Ao longo de setembro, o Santuário de São Miguel Arcanjo, localizado em Bandeirantes (PR), evidencia como as peregrinações fomentam hotelaria, comércio, gastronomia, serviços e novos empreendimentos, tal como ocorre em Aparecida (SP) e no Círio de Nazaré (PA).
No Brasil, o turismo religioso já injeta cerca de R$ 15 bilhões anualmente, impulsionado por aproximadamente 8,1 milhões de deslocamentos internos por ano, conforme levantamentos do Ministério do Turismo. Esse fluxo ultrapassa os espaços sagrados e alcança hotéis, restaurantes, comércio, transportes e prestadores de serviços.
No próximo dia 29 de setembro, quando se celebra São Miguel Arcanjo, Bandeirantes, no Norte Pioneiro do Paraná, volta a ilustrar esse cenário. O município sedia o Santuário São Miguel Arcanjo, reconhecido pelo Governo do Paraná como o terceiro maior do mundo dedicado ao Arcanjo, ficando atrás de Monte Sant’Angelo, na Itália, e Mont-Saint-Michel, na França. O complexo também possui uma cruz de 81 metros, apontada como a maior do Brasil.
Em 29 de setembro de 2023, mais de 20 mil fiéis estiveram no Santuário em um único dia. Conforme dados do Governo do Paraná e de órgãos de turismo, a movimentação cresceu ainda mais em 2024 e 2025, com o complexo recebendo entre 500 mil e 1,5 milhão de visitantes e devotos, um número considerado recorde. O local atrai peregrinos durante todo o ano e integra a Rota do Rosário, roteiro religioso que liga municípios e santuários do Paraná.

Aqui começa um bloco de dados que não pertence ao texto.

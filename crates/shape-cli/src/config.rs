//! Configuration for the `shape` command
//!
//! Loads configuration from:
//! 1. shape.yaml (or `--config <path>`) - schema location, validation policy, logging
//! 2. .env file - loaded into the environment before anything else
//!
//! Environment variables always override file values.

use serde::{Deserialize, Serialize};
use shape_core::Presence;
use std::path::{Path, PathBuf};
use thiserror::Error;

pub const DEFAULT_CONFIG_FILE: &str = "shape.yaml";

#[derive(Debug, Error)]
pub enum ConfigError {
    #[error("Failed to read config file: {0}")]
    Io(#[from] std::io::Error),

    #[error("Failed to parse YAML: {0}")]
    Yaml(#[from] serde_yaml::Error),

    #[error("Invalid value for {var}: {message}")]
    InvalidEnvVar { var: String, message: String },
}

/// Where schema definitions live
#[derive(Debug, Clone, Serialize, Deserialize)]
#[serde(default)]
pub struct SchemaConfig {
    pub path: PathBuf,
}

impl Default for SchemaConfig {
    fn default() -> Self {
        Self {
            path: PathBuf::from("schema.yaml"),
        }
    }
}

/// Validation behaviour
#[derive(Debug, Clone, Default, Serialize, Deserialize)]
#[serde(default)]
pub struct ValidationConfig {
    /// "defined" (key must exist) or "truthy" (falsy values count as missing)
    pub presence: Presence,
}

/// Logging configuration
#[derive(Debug, Clone, Serialize, Deserialize)]
#[serde(default)]
pub struct LoggingConfig {
    /// Log level (trace, debug, info, warn, error) or module-specific directives
    pub level: String,

    /// Output format: pretty, json, compact
    pub format: String,

    /// Output destination: stderr, file, both
    pub output: String,

    /// Directory for log files
    pub directory: String,
}

impl Default for LoggingConfig {
    fn default() -> Self {
        Self {
            level: "warn".to_string(),
            format: "compact".to_string(),
            output: "stderr".to_string(),
            directory: "./logs".to_string(),
        }
    }
}

#[derive(Debug, Clone, Default, Serialize, Deserialize)]
#[serde(default)]
pub struct Config {
    pub schema: SchemaConfig,
    pub validation: ValidationConfig,
    pub logging: LoggingConfig,
}

impl Config {
    /// Load configuration from a YAML file with environment variable overrides
    pub fn load<P: AsRef<Path>>(path: P) -> Result<Self, ConfigError> {
        let contents = std::fs::read_to_string(path)?;
        let config: Config = serde_yaml::from_str(&contents)?;
        config.with_env_overrides()
    }

    /// Load `path` if given, else `shape.yaml` when it exists, else defaults.
    pub fn resolve(path: Option<&Path>) -> Result<Self, ConfigError> {
        match path {
            Some(path) => Self::load(path),
            None if Path::new(DEFAULT_CONFIG_FILE).exists() => Self::load(DEFAULT_CONFIG_FILE),
            None => Config::default().with_env_overrides(),
        }
    }

    pub fn with_env_overrides(self) -> Result<Self, ConfigError> {
        self.with_overrides(|var| std::env::var(var).ok())
    }

    /// Apply overrides read through `lookup`, keyed by environment variable name.
    pub fn with_overrides<F>(mut self, lookup: F) -> Result<Self, ConfigError>
    where
        F: Fn(&str) -> Option<String>,
    {
        if let Some(path) = lookup("SHAPE_SCHEMA") {
            self.schema.path = PathBuf::from(path);
        }
        if let Some(presence) = lookup("SHAPE_PRESENCE") {
            self.validation.presence =
                presence
                    .parse()
                    .map_err(|e: shape_core::ParsePresenceError| ConfigError::InvalidEnvVar {
                        var: "SHAPE_PRESENCE".to_string(),
                        message: e.to_string(),
                    })?;
        }

        if let Some(level) = lookup("RUST_LOG") {
            self.logging.level = level;
        }
        if let Some(format) = lookup("LOG_FORMAT") {
            self.logging.format = format;
        }
        if let Some(output) = lookup("LOG_OUTPUT") {
            self.logging.output = output;
        }
        if let Some(dir) = lookup("LOG_DIR") {
            self.logging.directory = dir;
        }

        Ok(self)
    }
}

#[cfg(test)]
mod tests {
    use super::*;
    use std::collections::HashMap;

    #[test]
    fn test_default_config() {
        let config = Config::default();
        assert_eq!(config.schema.path, PathBuf::from("schema.yaml"));
        assert_eq!(config.validation.presence, Presence::Defined);
        assert_eq!(config.logging.level, "warn");
        assert_eq!(config.logging.format, "compact");
        assert_eq!(config.logging.output, "stderr");
    }

    #[test]
    fn test_partial_yaml_uses_defaults() {
        let config: Config = serde_yaml::from_str("validation:\n  presence: truthy\n").unwrap();
        assert_eq!(config.validation.presence, Presence::Truthy);
        assert_eq!(config.schema.path, PathBuf::from("schema.yaml"));
        assert_eq!(config.logging.directory, "./logs");
    }

    #[test]
    fn test_env_var_override() {
        let env: HashMap<&str, &str> = HashMap::from([
            ("SHAPE_SCHEMA", "/tmp/override.yaml"),
            ("SHAPE_PRESENCE", "truthy"),
            ("LOG_DIR", "/var/log/shape"),
        ]);

        let config_yaml = r#"
schema:
  path: "schema.yaml"
validation:
  presence: defined
logging:
  level: "info"
  format: "pretty"
  output: "stderr"
  directory: "./logs"
"#;
        let config: Config = serde_yaml::from_str(config_yaml).unwrap();
        let config = config
            .with_overrides(|var| env.get(var).map(|v| v.to_string()))
            .unwrap();

        assert_eq!(config.schema.path, PathBuf::from("/tmp/override.yaml"));
        assert_eq!(config.validation.presence, Presence::Truthy);
        assert_eq!(config.logging.directory, "/var/log/shape");
        assert_eq!(config.logging.format, "pretty"); // Not overridden
        assert_eq!(config.logging.level, "info");
    }

    #[test]
    fn test_invalid_presence_override() {
        let err = Config::default()
            .with_overrides(|var| (var == "SHAPE_PRESENCE").then(|| "sometimes".to_string()))
            .unwrap_err();
        assert!(matches!(err, ConfigError::InvalidEnvVar { var, .. } if var == "SHAPE_PRESENCE"));
    }

    #[test]
    fn test_missing_file_is_an_error() {
        let dir = tempfile::tempdir().unwrap();
        let err = Config::load(dir.path().join("absent.yaml")).unwrap_err();
        assert!(matches!(err, ConfigError::Io(_)));
    }
}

Quando a fé gera investimentos
Ao lado do Santuário fica o Morro dos Anjos Águas Quentes Hotel Resort, exemplo de como a expansão do turismo religioso passa a atrair investimentos e a criar postos de trabalho na região.
O empreendimento ocupa cerca de 293 mil m², oferece hospedagem, águas termais, gastronomia e lazer, e já emprega mais de 300 pessoas, entre trabalhadores diretos e indiretos.
O clima regional, com calor e sol durante boa parte do ano, contribui para o aumento das reservas no período da festividade, mantendo uma taxa de ocupação bastante acima da média.
A proposta é ampliar o tempo de permanência de quem visita Bandeirantes: o peregrino que antes poderia ir e voltar no mesmo dia encontra agora estrutura para se hospedar, fazer refeições, explorar outras atrações e consumir no comércio e nos serviços locais. O destino está entre os mais procurados por turistas do Paraná devido à facilidade de deslocamento, mas também atrai muitos devotos das regiões Norte e Nordeste.
Aparecida e Círio revelam a força dessa economia
Esse fenômeno é ainda mais visível em outros roteiros religiosos do país, onde alcança proporções bem maiores.
Em Aparecida (SP), o Santuário Nacional recebeu 10,48 milhões de romeiros em 2025. Esse fluxo mantém uma extensa rede de hotéis, restaurantes, comércio e serviços. Entre os negócios conectados a esse ecossistema está o Hotel Rainha do Brasil, que integra a rede oficial de hospedagem do Santuário Nacional e fica a aproximadamente 700 metros da Basílica.
Em Belém (PA), o Círio de Nazaré atrai milhões de pessoas e movimenta centenas de milhões de reais.
Para a edição de 2025, a expectativa era de cerca de 100 mil turistas e de R$ 200 milhões aportados diretamente na economia por esses visitantes, com impactos positivos em hotelaria, alimentação, comércio, transporte, artesanato e serviços.
A hotelaria é um dos setores que mais sentem essa movimentação. Estabelecimentos situados no circuito do Círio costumam operar perto da ocupação máxima. O Grand Mercure Belém do Pará, por exemplo, fica no caminho percorrido pela procissão.
De Aparecida a Belém, e agora com presença cada vez mais forte em Bandeirantes, a peregrinação evidencia que a fé não mobiliza apenas milhões de brasileiros: ela também aquece a economia das cidades que acolhem esses visitantes.
No Dia de São Miguel Arcanjo, Bandeirantes apresenta mais um exemplo dessa transformação: um destino de fé capaz de reunir milhares de pessoas e de estimular hotelaria, gastronomia, comércio, serviços, geração de emprego e novos investimentos no interior do Paraná.